The problem with “Ghost Victories” and what they hide about our success

In 1994, the New York Police Department (NYPD) implemented a data collection system called “StatCom.” The software was designed to increase and improve data collection on crime throughout the city so resources could be better allocated to areas of need. Objectives were built out, designed, and communicated in order to measure effectiveness.

It started out with good intentions. Execution was anything but.

Instead of tracking crime better, the department tried to look better. Certain crimes weren’t reported. Other crimes were re-worded so they didn’t look as bad as what they actually were (e.g. rewriting rape as “theft of service”). Data on crime throughout the city, as a result, improved. However, it was not an accurate representation of what was actually going on. 
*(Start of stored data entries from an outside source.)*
//! Error types for token generation and verification
//!
//! Two channels never mix: [`JwtError`] is returned from generation calls
//! that were misused, while [`TokenError`] is the verification outcome
//! attached to a token and is never raised as an `Err`.

use joset_cipher::CipherError;
use joset_common::DecodeError;
use joset_key::KeyError;
use std::fmt;
use thiserror::Error;

/// JWT operation result type
pub type JwtResult<T> = Result<T, JwtError>;

/// Construction-time errors
#[derive(Debug, Clone, PartialEq, Eq)]
pub enum JwtError {
    /// Payload does not serialize to a JSON object
    InvalidPayload,
    /// Keystore has no entry for the requested key identifier
    InvalidKeyId,
    /// Unknown JWS algorithm
    UnrecognizedAlgorithm(String),
    /// Unknown JWE key management algorithm
    UnrecognizedKeyManagement(String),
    /// Unknown JWE content encryption algorithm
    UnrecognizedContentEncryption(String),
    /// Key cannot be used with the algorithm
    InvalidKey(String),
    /// Serialization failed
    Serialization(String),
    /// Cryptographic operation failed
    Crypto(String),
    /// Background task failed before producing a result
    TaskJoinError,
}

impl fmt::Display for JwtError {
    fn fmt(&self, f: &mut fmt::Formatter<'_>) -> fmt::Result {
        match self {
            JwtError::InvalidPayload => write!(f, "Invalid payload"),
            JwtError::InvalidKeyId => write!(f, "Invalid key identifier"),
            JwtError::UnrecognizedAlgorithm(_) => write!(f, "Unrecognized algorithm"),
            JwtError::UnrecognizedKeyManagement(_) => {
                write!(f, "Unrecognized key management algorithm")
            }
            JwtError::UnrecognizedContentEncryption(_) => {
                write!(f, "Unrecognized content encryption algorithm")
            }
            JwtError::InvalidKey(msg) => write!(f, "Invalid key: {msg}"),
            JwtError::Serialization(msg) => write!(f, "Serialization error: {msg}"),
            JwtError::Crypto(msg) => write!(f, "Cryptographic operation failed: {msg}"),
            JwtError::TaskJoinError => write!(f, "Background task failed"),
        }
    }
}

impl std::error::Error for JwtError {}

impl JwtError {
    /// Create an invalid key error
    #[inline]
    #[must_use]
    pub fn invalid_key(msg: &str) -> Self {
        JwtError::InvalidKey(msg.to_string())
    }

    /// Create a serialization error
    #[inline]
    #[must_use]
    pub fn serialization(msg: &str) -> Self {
        JwtError::Serialization(msg.to_string())
    }
}

impl From<KeyError> for JwtError {
    fn from(err: KeyError) -> Self {
        match err {
            KeyError::UnknownKeyId(_) => JwtError::InvalidKeyId,
            KeyError::EncryptionFailed(msg)
            | KeyError::DecryptionFailed(msg)
            | KeyError::KeyDerivation(msg) => JwtError::Crypto(msg),
            other => JwtError::InvalidKey(other.to_string()),
        }
    }
}

impl From<CipherError> for JwtError {
    fn from(err: CipherError) -> Self {
        match err {
            CipherError::InvalidKeyLength { .. } => JwtError::InvalidKey(err.to_string()),
            other => JwtError::Crypto(other.to_string()),
        }
    }
}

impl From<DecodeError> for JwtError {
    fn from(err: DecodeError) -> Self {
        JwtError::Serialization(err.to_string())
    }
}

impl From<serde_json::Error> for JwtError {
    fn from(err: serde_json::Error) -> Self {
        JwtError::Serialization(err.to_string())
    }
}

/// Verification-time failure attached to a token
///
/// `Display` yields the descriptor message of the failure.
#[derive(Debug, Clone, PartialEq, Eq, Error)]
pub enum TokenError {
    /// Segment count is neither 3 nor 5
    #[error("Invalid token")]
    InvalidToken,
    /// Header segment is not a base64url JSON object
    #[error("Non parsable header. {0}")]
    NonParsableHeader(String),
    /// Payload is not a base64url JSON object
    #[error("Non parsable payload. {0}")]
    NonParsablePayload(String),
    /// `alg` header missing or not a string
    #[error("Missing or invalid alg claim in header")]
    MissingAlg,
    /// Unknown JWS algorithm
    #[error("Unrecognized algorithm {0}")]
    UnrecognizedAlgorithm(String),
    /// JWS algorithm outside the allow-list
    #[error("Unwanted algorithm {0}")]
    UnwantedAlgorithm(String),
    /// `enc` header missing or not a string
    #[error("Missing or invalid enc claim in header")]
    MissingEnc,
    /// Unknown JWE key management algorithm
    #[error("Unrecognized key management algorithm {0}")]
    UnrecognizedKeyManagement(String),
    /// JWE key management algorithm outside the allow-list
    #[error("Unwanted key management algorithm {0}")]
    UnwantedKeyManagement(String),
    /// Unknown JWE content encryption algorithm
    #[error("Unrecognized content encryption algorithm {0}")]
    UnrecognizedContentEncryption(String),
    /// JWE content encryption algorithm outside the allow-list
    #[error("Unwanted content encryption algorithm {0}")]
    UnwantedContentEncryption(String),
    /// `p2c` missing, not an integer, or out of range
    #[error("Missing or invalid p2c claim in header")]
    InvalidP2c,
    /// `p2c` above the synchronous ceiling
    #[error("p2c value too large for synchronous mode")]
    P2cTooLargeForSync,
    /// `p2s` missing or not base64url
    #[error("Missing or invalid p2s claim in header")]
    InvalidP2s,
    /// Keystore verification without a `kid` header
    #[error("Missing kid claim in header")]
    MissingKid,
    /// Keystore has no entry for the header `kid`
    #[error("Key with id not found")]
    KeyNotFound {
        /// The `kid` taken from the header
        kid: String,
    },
    /// Any JWS signature failure
    #[error("Integrity check failed")]
    IntegrityCheckFailed,
    /// Any JWE key recovery or content decryption failure
    #[error("Could not decrypt token")]
    DecryptionFailed,
    /// Audience allow-list set but `aud` absent
    #[error("Missing aud claim in payload")]
    MissingAudience,
    /// `aud` not in the audience allow-list
    #[error("Mismatching aud claim in payload")]
    MismatchingAudience,
    /// Issuer allow-list set but `iss` absent
    #[error("Missing iss claim in payload")]
    MissingIssuer,
    /// `iss` not in the issuer allow-list
    #[error("Mismatching iss claim in payload")]
    MismatchingIssuer,
    /// `iat` missing or not a positive number
    #[error("Missing or invalid iat claim in payload")]
    InvalidIat,
}

impl TokenError {
    /// Key identifier carried by [`TokenError::KeyNotFound`]
    #[must_use]
    pub fn kid(&self) -> Option<&str> {
        match self {
            TokenError::KeyNotFound { kid } => Some(kid),
            _ => None,
        }
    }

    /// Descriptor message, same as `to_string()`
    #[must_use]
    pub fn message(&self) -> String {
        self.to_string()
    }
}

#[cfg(test)]
mod tests {
    use super::*;

    #[test]
    fn construction_messages() {
        assert_eq!(JwtError::InvalidPayload.to_string(), "Invalid payload");
        assert_eq!(JwtError::InvalidKeyId.to_string(), "Invalid key identifier");
        assert_eq!(
            JwtError::UnrecognizedAlgorithm("XS256".into()).to_string(),
            "Unrecognized algorithm"
        );
    }

    #[test]
    fn key_errors_convert() {
        assert_eq!(JwtError::from(KeyError::UnknownKeyId(None)), JwtError::InvalidKeyId);
        assert!(matches!(
            JwtError::from(KeyError::invalid_format("bad")),
            JwtError::InvalidKey(_)
        ));
        assert!(matches!(
            JwtError::from(CipherError::InvalidKeyLength { expected: 16, actual: 3 }),
            JwtError::InvalidKey(_)
        ));
    }

    #[test]
    fn token_error_messages() {
        assert_eq!(
            TokenError::UnwantedAlgorithm("HS256".into()).to_string(),
            "Unwanted algorithm HS256"
        );
        assert_eq!(
            TokenError::NonParsableHeader("EOF while parsing".into()).to_string(),
            "Non parsable header. EOF while parsing"
        );
        let missing = TokenError::KeyNotFound { kid: "k1".into() };
        assert_eq!(missing.message(), "Key with id not found");
        assert_eq!(missing.kid(), Some("k1"));
        assert_eq!(TokenError::InvalidIat.kid(), None);
    }
}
What they learned is something all coaches need to hear.

In Dan Heath’s best-selling book Upstream: The Quest to Solve Problems before they Happen, Heath described the StatCom blunder as an example of a “ghost victory.” The illusion of success makes us believe our interventions were much more successful than they actually were.

Heath described three different examples of ghost victories we should be conscious of when evaluating success. The third should resonate with coaches of all levels.

He said: “There is also a third kind of ghost victory that’s essentially a special case of the second (when short term measures don’t align with the long term mission).

“It occurs when measures become the mission.”

 

 

At Bridge the Gap 2020, Pelotero CEO Bobby Tewksbary warned of the “Crossfitification” of baseball: Achieving certain performance metrics has become the goal, not actually performing in games.

Practice has become the game.

This, in essence, is what Heath was trying to explain. Having achievable measures to track improvement is important, but they are not the ultimate goal. They are a means to mobilize towards the long term mission. Not the mission itself.

This, in a lot of ways, is synonymous to baseball. The goal is not to just perform well in practice. The goal is to perform well in games. How you train influences how you perform. If the metrics you’re selling out for in training (yes, that’s you Hitttrax hero) are hurting your ability to perform in games, you have misaligned interests.

This is critical.

As coaches, we have to be very cognizant of the things we place importance on in our training environment. Trying to set a new tee exit velocity PR might be really fun, but hitting good pitching is really hard. Trying to throw as hard as you can on pulldowns is also enjoyable, but there comes a time and place where you need to throw a baseball without a running start.

If the things you place importance on in training are not transfering to games, you need to re-evaluate what you think is important.

Naval Ravikant, Indian-American entrepreneur and investor, said it best: “When you play stupid games, you win stupid prizes.”

The best way to not win stupid prizes is to not play stupid games.